Arif Gunawan, CNBC Indonesia
29 July 2021 10:35
Ilustrasi Kendaraan (CNBC Indonesia/Muhammad Sabki)
Foto: Aksi Climate Strike (Mogok untuk Iklim) di Sydney, Australia pada Jumat, 20 September 2019 (REUTERS/Cordelia Hsu)

Ada salah kaprah yang seringkali berkembang terkait dengan strategi pengurangan dampak perubahan iklim, yakni mengenai emisi karbon gas rumah kaca (GRK), yakni karbon dioksida, metana, nitro-oksida, dll. Banyak yang menganggap bahwa penurunan suhu dilakukan dengan melakukan program emisi nol (zero emission).

Jika itu yang ditempuh, maka manusia harus menghentikan segala aktivitasnya, karena pada dasarnya setiap aktivitas kita memiliki jejak karbon, mulai dari beternak, berkebun dengan pupuk buatan. Tak usah jauh-jauh, setiap hela nafas kita berujung pada emisi karbon (dioksida).

Oleh karenanya, target emisi nol jelas utopis alias tidak mungkin tercapai. Saat ini yang sedang didengungkan adalah program emisi nol bersih, di mana setiap aktivitas manusia yang memicu GRK harus diikuti dengan program penyerapan GRK secara proporsional agar gas-gas tersebut tidak naik ke atmosfer.

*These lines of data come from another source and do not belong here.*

use std::path::{Path, PathBuf};

use anyhow::{Context, Result};
use pp_core::PreviewGenerationContext;
use sha2::{Digest, Sha256};

const PREVIEW_EXTENSION: &str = "png";

/// File name of the cached preview for `presentation`.
///
/// SHA-256 over the UTF-8 bytes of the path string, upper-case hex, `.png`.
/// The path is hashed as given: separators and case are not normalised, so
/// `C:\Decks\a.pptx` and `c:\decks\a.pptx` are different keys.
///
/// # Examples
///
/// ```
/// use std::path::Path;
/// use pp_infra::cache::cache_file_name;
///
/// let name = cache_file_name(Path::new("abc"));
/// assert_eq!(
///     name,
///     "BA7816BF8F01CFEA414140DE5DAE2223B00361A396177A9CB410FF61F20015AD.png"
/// );
/// ```
pub fn cache_file_name(presentation: &Path) -> String {
    let digest = Sha256::digest(presentation.to_string_lossy().as_bytes());
    format!("{}.{PREVIEW_EXTENSION}", hex::encode_upper(digest))
}

/// Content addresser for preview images.
///
/// Owns the cache root and hands out [`PreviewGenerationContext`]s whose
/// resolver is a pure function of the presentation path.
#[derive(Debug, Clone)]
pub struct PreviewCacheService {
    root: PathBuf,
}

impl PreviewCacheService {
    pub fn new(root: impl Into<PathBuf>) -> Self {
        Self { root: root.into() }
    }

    pub fn root(&self) -> &Path {
        &self.root
    }

    /// Create the cache root if it does not exist yet.
    pub fn ensure_directory(&self) -> Result<()> {
        std::fs::create_dir_all(&self.root)
            .with_context(|| format!("create preview cache dir failed: {}", self.root.display()))
    }

    pub fn cache_path_for(&self, presentation: &Path) -> PathBuf {
        self.root.join(cache_file_name(presentation))
    }

    pub fn create_context(&self) -> PreviewGenerationContext {
        let root = self.root.clone();
        PreviewGenerationContext::new(self.root.clone(), move |presentation: &Path| {
            root.join(cache_file_name(presentation))
        })
    }
}
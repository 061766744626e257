use std::path::Path;

use crate::presentation::PresentationEntry;

/// The presentation surface (window, console, test recorder).
///
/// Calls are short and non-blocking; implementations serialize their own
/// mutation.
pub trait PresentationSurfacePort: Send + Sync {
    /// Replace the whole list. Entries carry no previews yet.
    fn show_presentations(&self, entries: &[PresentationEntry]);

    /// Replace the whole list once previews for a batch are known.
    fn show_previews(&self, entries: &[PresentationEntry]);

    fn show_status(&self, message: &str);

    fn set_busy(&self, busy: bool);

    fn show_background(&self, image: Option<&Path>);
}
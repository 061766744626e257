use std::path::Path;

use async_trait::async_trait;
use tokio_util::sync::CancellationToken;

use crate::cancel::Cancelled;
use crate::preview::{PreviewGenerationContext, PreviewResult};

/// One way of producing a preview image for a presentation.
///
/// - `can_handle` is cheap, synchronous and side-effect free (extension or
///   existence check). The pipeline skips strategies that return `false`.
/// - `generate` reports ordinary failures as [`PreviewResult::Failure`] and
///   returns `Err(Cancelled)` only when `cancel` fired. Implementations check
///   `cancel` between significant steps and release external resources first.
#[async_trait]
pub trait PreviewStrategyPort: Send + Sync {
    fn name(&self) -> &'static str;

    fn can_handle(&self, path: &Path) -> bool;

    async fn generate(
        &self,
        path: &Path,
        context: &PreviewGenerationContext,
        cancel: &CancellationToken,
    ) -> Result<PreviewResult, Cancelled>;
}
//! # Preview Strategy Pipeline / 预览策略管线
//!
//! The strategy list is fixed when the pipeline is composed. For each
//! presentation:
//!
//! 1. a cached preview short-circuits everything;
//! 2. strategies run strictly in order, skipping those whose `can_handle`
//!    is false;
//! 3. a failure moves on to the next strategy, a success stops;
//! 4. no strategy succeeding means "no preview".
//!
//! Failed strategies are never retried.

use std::path::{Path, PathBuf};
use std::sync::Arc;

use pp_core::ports::PreviewStrategyPort;
use pp_core::{Cancelled, PreviewGenerationContext, PreviewResult};
use tokio_util::sync::CancellationToken;
use tracing::debug;

/// Ordered, immutable strategy list built once per session.
#[derive(Clone)]
pub struct PreviewStrategyFactory {
    strategies: Arc<[Arc<dyn PreviewStrategyPort>]>,
}

impl PreviewStrategyFactory {
    pub fn new(strategies: Vec<Arc<dyn PreviewStrategyPort>>) -> Self {
        Self {
            strategies: strategies.into(),
        }
    }

    pub fn names(&self) -> Vec<&'static str> {
        self.strategies.iter().map(|s| s.name()).collect()
    }

    pub fn pipeline(&self, context: PreviewGenerationContext) -> PreviewPipeline {
        PreviewPipeline {
            strategies: self.strategies.clone(),
            context,
        }
    }
}

#[derive(Clone)]
pub struct PreviewPipeline {
    strategies: Arc<[Arc<dyn PreviewStrategyPort>]>,
    context: PreviewGenerationContext,
}

impl PreviewPipeline {
    /// Preview image for `path`, or `None` when no strategy produced one.
    pub async fn run(
        &self,
        path: &Path,
        cancel: &CancellationToken,
    ) -> Result<Option<PathBuf>, Cancelled> {
        if cancel.is_cancelled() {
            return Err(Cancelled);
        }
        if let Some(cached) = self.context.cached_preview(path) {
            debug!(path = %path.display(), "preview cache hit");
            return Ok(Some(cached));
        }

        for strategy in self.strategies.iter() {
            if cancel.is_cancelled() {
                return Err(Cancelled);
            }
            if !strategy.can_handle(path) {
                continue;
            }

            match strategy.generate(path, &self.context, cancel).await? {
                PreviewResult::Success { image_path } => {
                    debug!(path = %path.display(), strategy = strategy.name(), "preview ready");
                    return Ok(Some(image_path));
                }
                PreviewResult::Failure { error } => {
                    debug!(
                        path = %path.display(),
                        strategy = strategy.name(),
                        error = %error,
                        "strategy failed, trying next"
                    );
                }
            }
        }

        debug!(path = %path.display(), "no strategy produced a preview");
        Ok(None)
    }
}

Program ini dicanangkan dalam Panel Antar-pemerintah mengenai Perubahan Iklim (Inter-governmental Panel on Climate Change/IPCC) pada tahun 2013, atau 4 tahun sejak studi pertama membuktikan bahwa pemanasan global dipicu oleh emisi CO2 di atmosfir dan bukannya gas yang ada di permukaan bumi.

Hal tersebut diungkap Myles Allen dkk dalam riset berjudul "Warming Caused by Cumulative Carbon Emissions towards The Trillionth Tonne" (2009). Swedia menjadi negara pertama yang menyikapi serius. Pada 2017, mereka mematok target emisi nol bersih, atau istilahnya 'netral-karbon' pada 2045.

Pada tahun lalu, China yang merupakan produsen terbesar GRK menyatakan akan mencapai posisi netral-karbon pada 2060. Amerika Serikat (AS) baru mengikuti langkah tersebut tahun ini, setelah presiden Joe Biden berkuasa. Posisi netral-karbon diharapkan dicapai pada tahun 2050.

qSumber: OWID

Indonesia mengikuti China dengan membidik posisi netral-karbon tahun 2060. Hal ini tertuang dalam dokumen Long-Term Strategy on Low Carbon and Climate Resilience 2050 (LTS-LCCR 2050) yang disampaikan kepada United Nations Framework Convention On Climate Change (UNFCCC), sebagai bagian dari mandat Perjanjian Paris.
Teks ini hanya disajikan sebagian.